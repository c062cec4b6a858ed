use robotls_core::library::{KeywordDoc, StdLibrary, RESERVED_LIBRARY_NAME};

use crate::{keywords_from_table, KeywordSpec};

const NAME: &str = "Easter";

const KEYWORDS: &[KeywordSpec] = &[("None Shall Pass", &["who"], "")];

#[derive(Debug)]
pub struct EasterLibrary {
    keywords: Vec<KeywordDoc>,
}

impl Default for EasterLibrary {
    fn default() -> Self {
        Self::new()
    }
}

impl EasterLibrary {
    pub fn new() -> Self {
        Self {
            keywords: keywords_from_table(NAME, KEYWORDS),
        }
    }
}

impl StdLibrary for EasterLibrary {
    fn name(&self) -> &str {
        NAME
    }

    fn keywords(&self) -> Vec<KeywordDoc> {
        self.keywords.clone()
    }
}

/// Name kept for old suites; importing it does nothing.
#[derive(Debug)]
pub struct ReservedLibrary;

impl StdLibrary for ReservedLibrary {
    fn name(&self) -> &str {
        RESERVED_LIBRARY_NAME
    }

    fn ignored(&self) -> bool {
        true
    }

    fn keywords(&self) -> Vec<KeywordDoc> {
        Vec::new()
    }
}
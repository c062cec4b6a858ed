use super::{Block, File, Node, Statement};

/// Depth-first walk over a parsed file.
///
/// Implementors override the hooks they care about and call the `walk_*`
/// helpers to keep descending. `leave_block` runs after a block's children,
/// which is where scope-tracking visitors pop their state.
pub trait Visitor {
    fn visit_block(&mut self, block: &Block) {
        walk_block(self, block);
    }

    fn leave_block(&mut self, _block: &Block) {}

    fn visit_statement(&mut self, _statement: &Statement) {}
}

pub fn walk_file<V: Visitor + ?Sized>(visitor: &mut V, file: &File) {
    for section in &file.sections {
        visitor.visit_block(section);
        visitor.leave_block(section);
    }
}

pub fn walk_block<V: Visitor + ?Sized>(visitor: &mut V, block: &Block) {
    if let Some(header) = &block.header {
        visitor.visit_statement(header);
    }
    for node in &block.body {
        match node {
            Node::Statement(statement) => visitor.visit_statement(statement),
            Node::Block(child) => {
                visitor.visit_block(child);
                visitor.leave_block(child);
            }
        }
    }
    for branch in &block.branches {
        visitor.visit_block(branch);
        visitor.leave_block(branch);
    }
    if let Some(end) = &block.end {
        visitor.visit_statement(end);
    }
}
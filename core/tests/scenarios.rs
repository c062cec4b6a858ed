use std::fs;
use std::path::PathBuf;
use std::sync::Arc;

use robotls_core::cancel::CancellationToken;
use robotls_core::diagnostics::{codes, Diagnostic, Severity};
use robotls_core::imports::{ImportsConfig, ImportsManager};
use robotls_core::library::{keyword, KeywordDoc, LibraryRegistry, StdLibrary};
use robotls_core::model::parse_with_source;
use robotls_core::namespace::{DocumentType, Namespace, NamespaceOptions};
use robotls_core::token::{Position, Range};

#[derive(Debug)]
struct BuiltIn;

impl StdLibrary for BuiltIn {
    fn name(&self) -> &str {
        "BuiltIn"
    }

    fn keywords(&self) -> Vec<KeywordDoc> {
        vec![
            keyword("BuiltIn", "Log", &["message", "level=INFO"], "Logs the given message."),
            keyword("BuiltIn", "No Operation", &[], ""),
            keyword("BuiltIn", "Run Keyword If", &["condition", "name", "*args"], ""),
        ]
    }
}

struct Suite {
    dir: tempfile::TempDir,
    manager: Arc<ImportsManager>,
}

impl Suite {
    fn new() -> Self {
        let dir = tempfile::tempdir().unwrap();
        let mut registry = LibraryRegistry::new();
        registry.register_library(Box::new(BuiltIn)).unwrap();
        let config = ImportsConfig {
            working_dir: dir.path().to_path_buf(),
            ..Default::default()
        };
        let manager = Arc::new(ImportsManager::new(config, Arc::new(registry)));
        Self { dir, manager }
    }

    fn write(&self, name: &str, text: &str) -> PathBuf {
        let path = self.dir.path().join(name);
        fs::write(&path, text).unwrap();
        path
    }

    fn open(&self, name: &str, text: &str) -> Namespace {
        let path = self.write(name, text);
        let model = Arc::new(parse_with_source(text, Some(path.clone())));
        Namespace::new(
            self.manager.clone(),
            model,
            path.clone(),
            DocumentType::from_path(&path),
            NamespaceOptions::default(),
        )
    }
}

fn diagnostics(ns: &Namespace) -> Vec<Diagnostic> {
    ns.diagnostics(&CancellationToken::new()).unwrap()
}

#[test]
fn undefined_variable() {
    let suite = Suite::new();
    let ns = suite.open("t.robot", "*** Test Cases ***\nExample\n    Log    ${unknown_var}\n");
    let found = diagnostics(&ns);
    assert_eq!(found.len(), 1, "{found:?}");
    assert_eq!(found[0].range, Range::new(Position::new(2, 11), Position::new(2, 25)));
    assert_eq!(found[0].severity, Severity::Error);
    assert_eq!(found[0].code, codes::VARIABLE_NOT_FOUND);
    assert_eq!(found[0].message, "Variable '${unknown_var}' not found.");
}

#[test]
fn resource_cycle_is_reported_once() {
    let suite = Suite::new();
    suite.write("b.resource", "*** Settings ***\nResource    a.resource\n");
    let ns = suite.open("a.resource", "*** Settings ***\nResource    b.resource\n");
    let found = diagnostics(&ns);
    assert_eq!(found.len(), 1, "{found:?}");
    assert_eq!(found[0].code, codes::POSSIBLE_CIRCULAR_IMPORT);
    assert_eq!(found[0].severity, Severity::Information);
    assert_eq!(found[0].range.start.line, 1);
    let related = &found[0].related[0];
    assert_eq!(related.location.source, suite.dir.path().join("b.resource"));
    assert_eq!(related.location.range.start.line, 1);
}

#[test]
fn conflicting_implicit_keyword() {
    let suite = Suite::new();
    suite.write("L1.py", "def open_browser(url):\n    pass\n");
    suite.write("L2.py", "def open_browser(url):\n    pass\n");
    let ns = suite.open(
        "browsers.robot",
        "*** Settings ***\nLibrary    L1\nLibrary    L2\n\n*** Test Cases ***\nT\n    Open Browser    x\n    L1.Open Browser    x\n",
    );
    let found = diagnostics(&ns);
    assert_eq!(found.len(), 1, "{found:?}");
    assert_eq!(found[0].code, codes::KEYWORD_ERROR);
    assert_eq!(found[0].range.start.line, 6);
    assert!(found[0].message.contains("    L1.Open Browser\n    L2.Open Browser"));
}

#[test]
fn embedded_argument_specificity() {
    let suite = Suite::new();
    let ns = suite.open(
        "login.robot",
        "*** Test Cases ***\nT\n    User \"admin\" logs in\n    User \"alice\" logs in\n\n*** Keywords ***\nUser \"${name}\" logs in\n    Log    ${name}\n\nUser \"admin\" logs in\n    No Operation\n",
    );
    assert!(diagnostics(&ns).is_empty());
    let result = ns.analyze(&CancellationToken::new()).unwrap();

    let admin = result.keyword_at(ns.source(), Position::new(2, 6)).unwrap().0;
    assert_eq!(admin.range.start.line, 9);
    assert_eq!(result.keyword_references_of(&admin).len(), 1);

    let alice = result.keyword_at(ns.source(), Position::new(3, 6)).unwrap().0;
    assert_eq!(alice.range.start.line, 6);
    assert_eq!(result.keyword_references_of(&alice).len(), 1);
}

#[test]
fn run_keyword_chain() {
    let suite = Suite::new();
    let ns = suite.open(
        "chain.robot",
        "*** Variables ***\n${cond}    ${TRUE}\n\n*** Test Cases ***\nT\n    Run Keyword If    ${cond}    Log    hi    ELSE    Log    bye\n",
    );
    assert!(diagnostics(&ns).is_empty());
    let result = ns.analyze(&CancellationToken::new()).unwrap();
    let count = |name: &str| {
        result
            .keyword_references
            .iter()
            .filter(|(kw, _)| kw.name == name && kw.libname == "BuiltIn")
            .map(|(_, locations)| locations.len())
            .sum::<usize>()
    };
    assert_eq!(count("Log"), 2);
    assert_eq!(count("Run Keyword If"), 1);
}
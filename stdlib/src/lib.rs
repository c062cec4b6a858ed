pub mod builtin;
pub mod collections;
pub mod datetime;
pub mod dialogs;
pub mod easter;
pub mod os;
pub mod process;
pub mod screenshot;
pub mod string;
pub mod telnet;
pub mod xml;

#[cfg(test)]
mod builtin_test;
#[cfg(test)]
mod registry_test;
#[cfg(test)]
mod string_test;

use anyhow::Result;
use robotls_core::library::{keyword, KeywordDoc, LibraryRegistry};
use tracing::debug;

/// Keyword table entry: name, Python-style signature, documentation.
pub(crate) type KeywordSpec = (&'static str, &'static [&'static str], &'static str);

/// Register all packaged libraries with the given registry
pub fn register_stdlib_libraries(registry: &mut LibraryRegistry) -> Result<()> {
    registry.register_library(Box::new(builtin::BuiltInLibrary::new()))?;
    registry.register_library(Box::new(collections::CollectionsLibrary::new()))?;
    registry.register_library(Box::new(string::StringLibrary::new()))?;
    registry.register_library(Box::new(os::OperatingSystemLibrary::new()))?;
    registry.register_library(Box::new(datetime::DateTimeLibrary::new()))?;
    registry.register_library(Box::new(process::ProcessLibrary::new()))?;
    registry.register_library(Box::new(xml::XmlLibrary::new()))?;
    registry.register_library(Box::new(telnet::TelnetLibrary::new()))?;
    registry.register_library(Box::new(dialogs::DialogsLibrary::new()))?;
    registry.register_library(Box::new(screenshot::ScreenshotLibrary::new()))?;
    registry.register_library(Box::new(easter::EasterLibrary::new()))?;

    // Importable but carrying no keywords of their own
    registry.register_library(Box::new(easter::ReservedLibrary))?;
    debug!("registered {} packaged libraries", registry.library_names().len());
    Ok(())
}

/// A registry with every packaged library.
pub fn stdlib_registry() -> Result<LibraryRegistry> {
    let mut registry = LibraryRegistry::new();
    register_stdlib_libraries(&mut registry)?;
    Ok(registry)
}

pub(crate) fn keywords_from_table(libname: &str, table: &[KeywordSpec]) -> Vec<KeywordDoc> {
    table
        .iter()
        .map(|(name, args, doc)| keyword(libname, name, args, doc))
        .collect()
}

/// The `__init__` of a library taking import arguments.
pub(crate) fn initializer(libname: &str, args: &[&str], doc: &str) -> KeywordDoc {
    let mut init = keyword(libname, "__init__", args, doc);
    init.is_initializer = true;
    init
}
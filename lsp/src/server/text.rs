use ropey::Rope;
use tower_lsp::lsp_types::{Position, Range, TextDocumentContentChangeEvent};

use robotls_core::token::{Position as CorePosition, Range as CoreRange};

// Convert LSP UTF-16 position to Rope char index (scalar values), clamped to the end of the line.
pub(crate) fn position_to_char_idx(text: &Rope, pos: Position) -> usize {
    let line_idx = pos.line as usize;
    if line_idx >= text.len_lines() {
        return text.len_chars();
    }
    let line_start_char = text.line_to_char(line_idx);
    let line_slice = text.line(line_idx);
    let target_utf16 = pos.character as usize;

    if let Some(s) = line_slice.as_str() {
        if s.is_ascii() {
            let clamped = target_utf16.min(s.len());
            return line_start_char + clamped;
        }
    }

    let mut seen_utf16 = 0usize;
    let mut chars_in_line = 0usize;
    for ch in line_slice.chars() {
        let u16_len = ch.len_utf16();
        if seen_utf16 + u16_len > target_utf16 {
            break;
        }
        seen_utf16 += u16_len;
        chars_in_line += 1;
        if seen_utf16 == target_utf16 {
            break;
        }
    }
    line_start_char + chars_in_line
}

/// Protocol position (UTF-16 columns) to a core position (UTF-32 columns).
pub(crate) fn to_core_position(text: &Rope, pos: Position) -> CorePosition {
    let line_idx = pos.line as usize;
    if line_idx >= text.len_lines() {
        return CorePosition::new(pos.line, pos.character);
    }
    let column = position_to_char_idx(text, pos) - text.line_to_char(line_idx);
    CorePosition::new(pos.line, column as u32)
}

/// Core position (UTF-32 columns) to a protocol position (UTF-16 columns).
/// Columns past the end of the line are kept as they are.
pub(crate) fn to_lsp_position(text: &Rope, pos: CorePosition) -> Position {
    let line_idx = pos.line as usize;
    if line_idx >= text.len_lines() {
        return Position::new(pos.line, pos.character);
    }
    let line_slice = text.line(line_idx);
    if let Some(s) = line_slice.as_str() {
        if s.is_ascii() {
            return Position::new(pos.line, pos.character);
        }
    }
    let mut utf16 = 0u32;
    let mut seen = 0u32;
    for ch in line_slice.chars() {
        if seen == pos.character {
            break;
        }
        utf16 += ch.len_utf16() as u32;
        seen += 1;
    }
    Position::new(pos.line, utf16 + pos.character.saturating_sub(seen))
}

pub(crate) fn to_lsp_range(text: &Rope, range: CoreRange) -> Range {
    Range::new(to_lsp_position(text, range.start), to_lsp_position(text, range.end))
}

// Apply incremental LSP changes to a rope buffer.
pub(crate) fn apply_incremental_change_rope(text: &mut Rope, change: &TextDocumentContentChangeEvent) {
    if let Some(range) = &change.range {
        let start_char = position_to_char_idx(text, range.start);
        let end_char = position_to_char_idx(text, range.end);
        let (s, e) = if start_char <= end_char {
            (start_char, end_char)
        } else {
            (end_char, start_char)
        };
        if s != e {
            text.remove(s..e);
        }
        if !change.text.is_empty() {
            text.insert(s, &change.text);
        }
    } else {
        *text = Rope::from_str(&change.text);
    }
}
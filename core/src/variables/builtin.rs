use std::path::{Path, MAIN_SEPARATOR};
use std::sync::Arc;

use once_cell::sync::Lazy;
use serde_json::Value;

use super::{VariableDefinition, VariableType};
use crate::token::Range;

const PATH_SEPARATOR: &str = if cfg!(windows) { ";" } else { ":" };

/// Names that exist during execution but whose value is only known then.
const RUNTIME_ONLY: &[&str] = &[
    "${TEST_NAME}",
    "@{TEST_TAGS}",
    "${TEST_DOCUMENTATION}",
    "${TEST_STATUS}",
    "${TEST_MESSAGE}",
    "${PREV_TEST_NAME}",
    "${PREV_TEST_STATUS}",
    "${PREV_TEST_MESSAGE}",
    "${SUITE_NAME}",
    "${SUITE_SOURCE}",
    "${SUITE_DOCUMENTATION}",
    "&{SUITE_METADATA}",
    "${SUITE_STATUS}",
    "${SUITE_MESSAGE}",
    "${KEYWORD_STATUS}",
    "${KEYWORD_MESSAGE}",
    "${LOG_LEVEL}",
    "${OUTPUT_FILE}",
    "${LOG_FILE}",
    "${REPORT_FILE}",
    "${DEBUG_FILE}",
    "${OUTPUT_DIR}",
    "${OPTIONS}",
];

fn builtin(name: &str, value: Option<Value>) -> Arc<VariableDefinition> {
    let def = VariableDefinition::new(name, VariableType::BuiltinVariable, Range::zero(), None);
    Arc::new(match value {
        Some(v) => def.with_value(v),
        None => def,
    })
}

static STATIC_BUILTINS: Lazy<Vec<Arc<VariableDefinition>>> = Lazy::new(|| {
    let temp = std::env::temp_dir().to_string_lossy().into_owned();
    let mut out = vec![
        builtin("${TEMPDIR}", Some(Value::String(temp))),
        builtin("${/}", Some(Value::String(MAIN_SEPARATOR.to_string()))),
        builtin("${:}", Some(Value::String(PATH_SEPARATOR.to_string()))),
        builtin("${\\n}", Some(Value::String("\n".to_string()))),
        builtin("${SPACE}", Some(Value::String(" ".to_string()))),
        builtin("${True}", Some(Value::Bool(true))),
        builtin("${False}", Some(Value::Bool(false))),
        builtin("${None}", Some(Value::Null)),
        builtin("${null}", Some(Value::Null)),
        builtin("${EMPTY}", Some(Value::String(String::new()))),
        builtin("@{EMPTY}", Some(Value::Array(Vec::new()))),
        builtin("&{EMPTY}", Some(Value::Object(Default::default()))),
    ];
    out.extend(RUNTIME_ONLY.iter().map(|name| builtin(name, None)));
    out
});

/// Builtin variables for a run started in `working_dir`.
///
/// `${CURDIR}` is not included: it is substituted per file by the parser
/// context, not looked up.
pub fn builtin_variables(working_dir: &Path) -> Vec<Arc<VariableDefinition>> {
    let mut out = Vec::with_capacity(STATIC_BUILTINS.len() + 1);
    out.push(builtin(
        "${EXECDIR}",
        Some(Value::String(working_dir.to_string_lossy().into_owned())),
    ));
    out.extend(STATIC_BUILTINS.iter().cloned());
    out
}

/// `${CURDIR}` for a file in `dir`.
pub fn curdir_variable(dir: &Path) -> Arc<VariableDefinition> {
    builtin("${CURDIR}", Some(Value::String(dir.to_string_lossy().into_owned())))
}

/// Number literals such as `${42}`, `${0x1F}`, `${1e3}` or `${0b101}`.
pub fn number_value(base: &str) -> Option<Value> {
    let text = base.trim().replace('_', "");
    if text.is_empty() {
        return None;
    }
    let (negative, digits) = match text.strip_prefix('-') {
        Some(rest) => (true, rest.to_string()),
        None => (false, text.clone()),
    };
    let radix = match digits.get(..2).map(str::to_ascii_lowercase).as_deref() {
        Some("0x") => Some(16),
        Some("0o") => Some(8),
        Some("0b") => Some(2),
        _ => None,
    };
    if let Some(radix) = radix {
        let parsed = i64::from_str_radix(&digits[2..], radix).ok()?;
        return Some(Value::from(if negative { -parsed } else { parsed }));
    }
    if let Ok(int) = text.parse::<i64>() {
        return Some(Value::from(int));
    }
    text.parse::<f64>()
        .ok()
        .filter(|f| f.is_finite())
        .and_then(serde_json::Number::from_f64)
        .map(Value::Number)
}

**Task brief**
In the listing above, find the line containing "fn write(&self, name: &str, text: &str)" and the line containing "assert_eq!(found[0].severity, Severity::Information);", then repeat those two lines and everything between them exactly.

**Written response**
    fn write(&self, name: &str, text: &str) -> PathBuf {
        let path = self.dir.path().join(name);
        fs::write(&path, text).unwrap();
        path
    }

    fn open(&self, name: &str, text: &str) -> Namespace {
        let path = self.write(name, text);
        let model = Arc::new(parse_with_source(text, Some(path.clone())));
        Namespace::new(
            self.manager.clone(),
            model,
            path.clone(),
            DocumentType::from_path(&path),
            NamespaceOptions::default(),
        )
    }
}

fn diagnostics(ns: &Namespace) -> Vec<Diagnostic> {
    ns.diagnostics(&CancellationToken::new()).unwrap()
}

#[test]
fn undefined_variable() {
    let suite = Suite::new();
    let ns = suite.open("t.robot", "*** Test Cases ***\nExample\n    Log    ${unknown_var}\n");
    let found = diagnostics(&ns);
    assert_eq!(found.len(), 1, "{found:?}");
    assert_eq!(found[0].range, Range::new(Position::new(2, 11), Position::new(2, 25)));
    assert_eq!(found[0].severity, Severity::Error);
    assert_eq!(found[0].code, codes::VARIABLE_NOT_FOUND);
    assert_eq!(found[0].message, "Variable '${unknown_var}' not found.");
}

#[test]
fn resource_cycle_is_reported_once() {
    let suite = Suite::new();
    suite.write("b.resource", "*** Settings ***\nResource    a.resource\n");
    let ns = suite.open("a.resource", "*** Settings ***\nResource    b.resource\n");
    let found = diagnostics(&ns);
    assert_eq!(found.len(), 1, "{found:?}");
    assert_eq!(found[0].code, codes::POSSIBLE_CIRCULAR_IMPORT);
    assert_eq!(found[0].severity, Severity::Information);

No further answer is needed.